Overall fiscal deficit is generally indicative of an expansionary fiscal stance in relation to the rest of the economy but this needs to be tempered by an analysis of the type of financing and the structure of receipts and expenditures. The impact of fiscal deficit on the economy is determined by the way it is financed.

Table 2 shows the distribution by source of financing the budget deficits. The bulk of the financing in the 1970s was external and came in the form of grants and loans from the oil-exporting Arab countries. In the 1980s, 51 per cent of the budget deficit was financed by borrowing from the non-bank sources, 26 per cent from external sources, and the remaining 23 from banking sources.

In order to avoid inflation through monetisation of deficit and external financing, the government resorted to non-bank financing during the 1980s, resulting in a rapid growth of interest payments on domestic debt, which became the largest component of current expenditure in the 1990s. As a percentage of GDP, interest payments rose from two per cent in 1980-81 to 3.5 in 1990-91 and 6.8 in 2000-01. These averaged at 3.8 per cent of GDP in the 1980s and 6.8 per cent in the 1990s.

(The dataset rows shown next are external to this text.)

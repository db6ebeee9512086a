//! Command-line parsing for the profit & break-even analyzer.
//!
//! The goal of this module is to keep **argument parsing** and **command dispatch**
//! separate from the fitting/simulation code.

use std::path::PathBuf;

use clap::{Parser, Subcommand};

/// Top-level CLI.
#[derive(Debug, Parser)]
#[command(name = "pc", version, about = "Profit & break-even analyzer (fitted cost and demand curves)")]
pub struct Cli {
    #[command(subcommand)]
    pub command: Command,
}

/// CLI subcommands.
#[derive(Debug, Subcommand)]
pub enum Command {
    /// Fit cost/price models, print the profit summary, and optionally plot/export.
    Compute(ComputeArgs),
    /// Generate noisy synthetic cost and revenue observations.
    Sample(SampleArgs),
    /// Plot a previously exported JSON report.
    Plot(PlotArgs),
    /// Launch the interactive TUI.
    ///
    /// This uses the same pipeline as `pc compute`, but renders the charts
    /// in a terminal UI using Ratatui.
    Tui(TuiArgs),
}

/// Options for a single analysis run.
#[derive(Debug, Parser, Clone)]
pub struct ComputeArgs {
    /// Cost observations, one `quantity,total_cost` pair per line.
    #[arg(long, value_name = "FILE")]
    pub cost: PathBuf,

    /// Price observations, one `quantity,price` pair per line.
    #[arg(long, value_name = "FILE")]
    pub revenue: PathBuf,

    /// Lower edge of the chart window.
    #[arg(long, default_value_t = 0)]
    pub q_min: i64,

    /// Upper edge of the chart window (display grid runs 0..=q_max).
    #[arg(long, default_value_t = 100)]
    pub q_max: i64,

    /// Render ASCII charts in the terminal (enabled by default).
    #[arg(long, default_value_t = true)]
    pub plot: bool,

    /// Disable the terminal charts.
    #[arg(long)]
    pub no_plot: bool,

    /// Plot width (columns).
    #[arg(long, default_value_t = 100)]
    pub width: usize,

    /// Plot height (rows).
    #[arg(long, default_value_t = 25)]
    pub height: usize,

    /// Export the full report (fits, curves, summary, charts) to JSON.
    #[arg(long = "export-json", value_name = "FILE")]
    pub export_json: Option<PathBuf>,

    /// Export the display-grid series to CSV.
    #[arg(long = "export-csv", value_name = "FILE")]
    pub export_csv: Option<PathBuf>,
}

/// Options for synthetic sample generation.
#[derive(Debug, Parser, Clone)]
pub struct SampleArgs {
    /// Random seed.
    #[arg(long, default_value_t = 42)]
    pub seed: u64,

    /// Observations per block.
    #[arg(short = 'n', long, default_value_t = 12)]
    pub count: usize,

    /// Multiplicative noise level (log-volatility).
    #[arg(long, default_value_t = 0.04)]
    pub noise: f64,

    /// Write the cost block here instead of stdout.
    #[arg(long, value_name = "FILE")]
    pub cost_out: Option<PathBuf>,

    /// Write the revenue block here instead of stdout.
    #[arg(long, value_name = "FILE")]
    pub revenue_out: Option<PathBuf>,
}

/// Options for plotting a saved report.
#[derive(Debug, Parser)]
pub struct PlotArgs {
    /// Report JSON file produced by `pc compute --export-json`.
    #[arg(long, value_name = "JSON")]
    pub report: PathBuf,

    /// Plot width (columns).
    #[arg(long, default_value_t = 100)]
    pub width: usize,

    /// Plot height (rows).
    #[arg(long, default_value_t = 25)]
    pub height: usize,
}

/// Options for the interactive TUI.
#[derive(Debug, Parser, Clone)]
pub struct TuiArgs {
    /// Cost observations file (uses a synthetic sample when omitted).
    #[arg(long, value_name = "FILE", requires = "revenue")]
    pub cost: Option<PathBuf>,

    /// Price observations file (uses a synthetic sample when omitted).
    #[arg(long, value_name = "FILE", requires = "cost")]
    pub revenue: Option<PathBuf>,

    /// Initial upper edge of the chart window.
    #[arg(long, default_value_t = 100)]
    pub q_max: i64,

    /// Seed for the synthetic sample.
    #[arg(long, default_value_t = 42)]
    pub seed: u64,
}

There was a significant change in the sources of financing during the 1990s: the share of bank financing increased to 31 per cent with a corresponding decline in non-bank financing, while external financing remained more or less at the same level. Large recourse to bank financing during the 1990s was one of the major reasons behind double-digit inflation in the country. During the period 2000-07, there was a significant increase in external financing which became the major contributor. The share of bank financing came down substantially, while privatisation proceeds contributed quite significantly.